CHICAGO — The winning run was scored in the ninth in walkoff fashion, but the Mariners lost the game in the seventh inning when a three-run lead was squandered and tossed away like lint found inside a pocket.
With one out in the ninth, Todd Frazier’s ground ball down the left-field line off Nick Vincent scored Adam Eaton from second for the winning run in the White Sox’s 7-6 victory over the Mariners on Thursday night. Seattle drops to 67-60 and has lost three in a row for the first time since before the All-Star break.
Frazier had faced Vincent four times in his career, striking out all four times. But he pulled 2-1 fastball down the line just past Shawn O’Malley at third base. Eaton, who had blooped a leadoff single to center and moved to second on a sacrifice bunt, scored without a throw home.
That it got to that point in the game — tied in the bottom of the ninth with Vincent pitching with minimal margin of error — was a product of the miscues and lack of execution two innings before.
With James Paxton pitching just five innings in his return from the disabled list and the Mariners having a six-man bullpen, manager Scott Servais planned it out. He would try and go inning-by-inning — one pitcher each. His offense had given him some cushion, scoring three runs in the top of the sixth to break a 3-3 tie.
“We knew we were going to be stretched and have to use three or four guys to lock it down,” Servais said. “It just didn’t work out that way.”
Tom Wilhelmsen, who hadn’t pitched in three days because of minor back issues, pitched a 1-2-3 sixth.
An error from Ketel Marte and nonexistent command from Arquimedes Caminero made it all disappear in the seventh. A routine ground ball from leadoff hitter J.B. Shuck was booted by Marte to start the issues.
“I was in the right position, but the ball came up on me,” Marte said.
Caminero got some help from left fielder Nori Aoki, who made his second diving catch of the game to rob a single from Tyler Saladino. It was negated with a walk to Eaton and a double from Tim Anderson on a rocket to center that bounced over the wall to score a run.
Servais had no choice but to go to sidearmer Steve Cishek, who was supposed to pitch the eighth, to quell the rally.
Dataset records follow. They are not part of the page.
//! SQLite storage bootstrap and schema migration entry points.
//!
//! # Responsibility
//! - Open and configure SQLite connections for the user store.
//! - Apply schema migrations in deterministic order.
//!
//! # Invariants
//! - Migration version is tracked via `PRAGMA user_version`.
//! - Repositories must not run against a connection before migrations succeed.

use serde::Deserialize;
use std::error::Error;
use std::fmt::{Display, Formatter};
use std::time::Duration;

pub mod migrations;
mod open;

pub use open::{open_db, open_db_in_memory};

pub type DbResult<T> = Result<T, DbError>;

#[derive(Debug)]
pub enum DbError {
    Sqlite(rusqlite::Error),
    UnsupportedSchemaVersion {
        db_version: u32,
        latest_supported: u32,
    },
}

impl Display for DbError {
    fn fmt(&self, f: &mut Formatter<'_>) -> std::fmt::Result {
        match self {
            Self::Sqlite(err) => write!(f, "{err}"),
            Self::UnsupportedSchemaVersion {
                db_version,
                latest_supported,
            } => write!(
                f,
                "database schema version {db_version} is newer than supported {latest_supported}"
            ),
        }
    }
}

impl Error for DbError {
    fn source(&self) -> Option<&(dyn Error + 'static)> {
        match self {
            Self::Sqlite(err) => Some(err),
            Self::UnsupportedSchemaVersion { .. } => None,
        }
    }
}

impl From<rusqlite::Error> for DbError {
    fn from(value: rusqlite::Error) -> Self {
        Self::Sqlite(value)
    }
}

/// Connection settings applied when opening a database.
///
/// Deserializable so hosts can embed it in their own configuration files.
#[derive(Debug, Clone, PartialEq, Eq, Deserialize)]
#[serde(default)]
pub struct DbConfig {
    /// How long a statement waits on a locked database before failing.
    pub busy_timeout_ms: u64,
}

impl Default for DbConfig {
    fn default() -> Self {
        Self {
            busy_timeout_ms: 5_000,
        }
    }
}

impl DbConfig {
    pub fn busy_timeout(&self) -> Duration {
        Duration::from_millis(self.busy_timeout_ms)
    }
}
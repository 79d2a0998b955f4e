//! Records, partial updates and paging shapes exchanged with callers.
//!
//! # Responsibility
//! - Define the `User` entity and its search filter.
//! - Define the per-call inputs/outputs shared by every entity repository.
//!
//! # Invariants
//! - Every type here is caller-owned and per-call; repositories never retain
//!   references to them.

pub mod page;
pub mod partial;
pub mod user;
//! User entity and its search filter.
//!
//! # Responsibility
//! - Declare how a `User` maps onto the `users` table.
//! - Define the search criteria the user listing supports.
//!
//! # Invariants
//! - `id` is the only key and is never reassigned by patches.
//! - Dates are stored as ISO-8601 `YYYY-MM-DD` text so range predicates
//!   compare chronologically.

use crate::repo::error::RepoResult;
use crate::schema::descriptor::FieldDef;
use crate::schema::entity::Entity;
use crate::sql::filter::{Filter, Predicate};
use chrono::NaiveDate;
use rusqlite::types::Value;
use rusqlite::Row;
use serde::{Deserialize, Serialize};
use uuid::Uuid;

const USER_FIELDS: &[FieldDef] = &[
    FieldDef::key("id", "id"),
    FieldDef::new("username", "username"),
    FieldDef::new("email", "email"),
    FieldDef::new("phone", "phone"),
    FieldDef::new("dateOfBirth", "date_of_birth"),
];

/// Persisted user record.
#[derive(Debug, Clone, PartialEq, Eq, Serialize, Deserialize)]
#[serde(rename_all = "camelCase")]
pub struct User {
    pub id: String,
    pub username: String,
    #[serde(default)]
    pub email: String,
    #[serde(default)]
    pub phone: String,
    #[serde(default)]
    pub date_of_birth: Option<NaiveDate>,
}

impl User {
    /// Creates a user with a generated id and empty contact fields.
    pub fn new(username: impl Into<String>) -> Self {
        Self::with_id(Uuid::new_v4().to_string(), username)
    }

    pub fn with_id(id: impl Into<String>, username: impl Into<String>) -> Self {
        Self {
            id: id.into(),
            username: username.into(),
            email: String::new(),
            phone: String::new(),
            date_of_birth: None,
        }
    }
}

impl Entity for User {
    type Key = str;

    const TABLE: &'static str = "users";
    const FIELDS: &'static [FieldDef] = USER_FIELDS;

    fn values(&self) -> Vec<Value> {
        vec![
            Value::Text(self.id.clone()),
            Value::Text(self.username.clone()),
            Value::Text(self.email.clone()),
            Value::Text(self.phone.clone()),
            self.date_of_birth.map_or(Value::Null, date_value),
        ]
    }

    fn from_row(row: &Row<'_>) -> RepoResult<Self> {
        Ok(Self {
            id: row.get("id")?,
            username: row.get("username")?,
            email: row.get::<_, Option<String>>("email")?.unwrap_or_default(),
            phone: row.get::<_, Option<String>>("phone")?.unwrap_or_default(),
            date_of_birth: row.get("date_of_birth")?,
        })
    }
}

/// Bindable representation of a calendar date.
pub fn date_value(date: NaiveDate) -> Value {
    Value::Text(date.format("%Y-%m-%d").to_string())
}

/// Inclusive date bounds; either side may be open.
#[derive(Debug, Clone, Copy, Default, PartialEq, Eq, Serialize, Deserialize)]
pub struct DateRange {
    pub min: Option<NaiveDate>,
    pub max: Option<NaiveDate>,
}

/// Search criteria for the user listing.
///
/// `username` and `email` match by prefix, `phone` by substring, `id`
/// exactly.
#[derive(Debug, Clone, Default, PartialEq, Eq, Serialize, Deserialize)]
#[serde(rename_all = "camelCase", default)]
pub struct UserFilter {
    pub id: Option<String>,
    pub date_of_birth: Option<DateRange>,
    pub username: Option<String>,
    pub email: Option<String>,
    pub phone: Option<String>,
    /// Comma-separated field names, `-` prefix for descending.
    pub sort: Option<String>,
}

impl Filter for UserFilter {
    fn predicates(&self) -> Vec<Predicate> {
        let mut predicates = Vec::new();

        if let Some(id) = &self.id {
            predicates.push(Predicate::Eq {
                field: "id",
                value: Value::Text(id.clone()),
            });
        }
        if let Some(range) = self.date_of_birth {
            predicates.push(Predicate::Range {
                field: "dateOfBirth",
                min: range.min.map(date_value),
                max: range.max.map(date_value),
            });
        }
        if let Some(username) = &self.username {
            predicates.push(Predicate::Prefix {
                field: "username",
                value: username.clone(),
            });
        }
        if let Some(email) = &self.email {
            predicates.push(Predicate::Prefix {
                field: "email",
                value: email.clone(),
            });
        }
        if let Some(phone) = &self.phone {
            predicates.push(Predicate::Contains {
                field: "phone",
                value: phone.clone(),
            });
        }

        predicates
    }

    fn sort(&self) -> Option<&str> {
        self.sort.as_deref()
    }
}

#[cfg(test)]
mod tests {
    use super::{User, UserFilter};
    use crate::schema::entity::Entity;
    use chrono::NaiveDate;
    use rusqlite::types::Value;

    #[test]
    fn values_follow_field_order() {
        let mut user = User::with_id("u1", "alice");
        user.date_of_birth = NaiveDate::from_ymd_opt(1990, 4, 2);

        let values = user.values();
        assert_eq!(values.len(), User::FIELDS.len());
        assert_eq!(values[0], Value::Text("u1".to_string()));
        assert_eq!(values[4], Value::Text("1990-04-02".to_string()));
    }

    #[test]
    fn generated_ids_are_unique() {
        assert_ne!(User::new("a").id, User::new("a").id);
    }

    #[test]
    fn filter_deserializes_camel_case() {
        let filter: UserFilter = serde_json::from_str(
            r#"{"username":"al","dateOfBirth":{"min":"1990-01-01"},"sort":"-username"}"#,
        )
        .unwrap();

        assert_eq!(filter.username.as_deref(), Some("al"));
        assert_eq!(
            filter.date_of_birth.and_then(|range| range.min),
            NaiveDate::from_ymd_opt(1990, 1, 1)
        );
        assert_eq!(filter.sort.as_deref(), Some("-username"));
        assert!(filter.phone.is_none());
    }
}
In the unenviable position of runners on second and third with one out, Cishek notched the strikeout he needed — getting Jose Abreu to chase a wayward slider for a swinging strike three.
But the Mariners’ former closer couldn’t close out the inning without further damage. Cishek fell behind 2-0 to Frazier and appeared to be working around him with first base open, opting for a slider away. But the pitch didn’t get far enough outside and Frazier yanked it into left field for a two-run single to tie the game.
“It was lined up and then we have the error and the walk and those things will bite you,” Servais said. “You give teams more than three outs in an inning, it will usually come back to get you, and it did tonight.”
Making his first major-league start since taking a line drive off his elbow on Aug. 7, Paxton looked a little rusty with his fastball leaking over the plate early in the game. He gave up three runs in the first inning on five hits.
“I was missing middle a little bit and they found some holes,” he said. “They were just ambushing the fastball, and I didn’t have a great feel.”
When Paxton finally got Shuck to ground out, eight batters had come to the plate and he’d thrown 31 pitches. There were a few hard-hit balls but more well-placed ground balls.
“That’s baseball,” he said. “But I was also missing my spots.”
He allowed just one base runner from the third to fifth innings.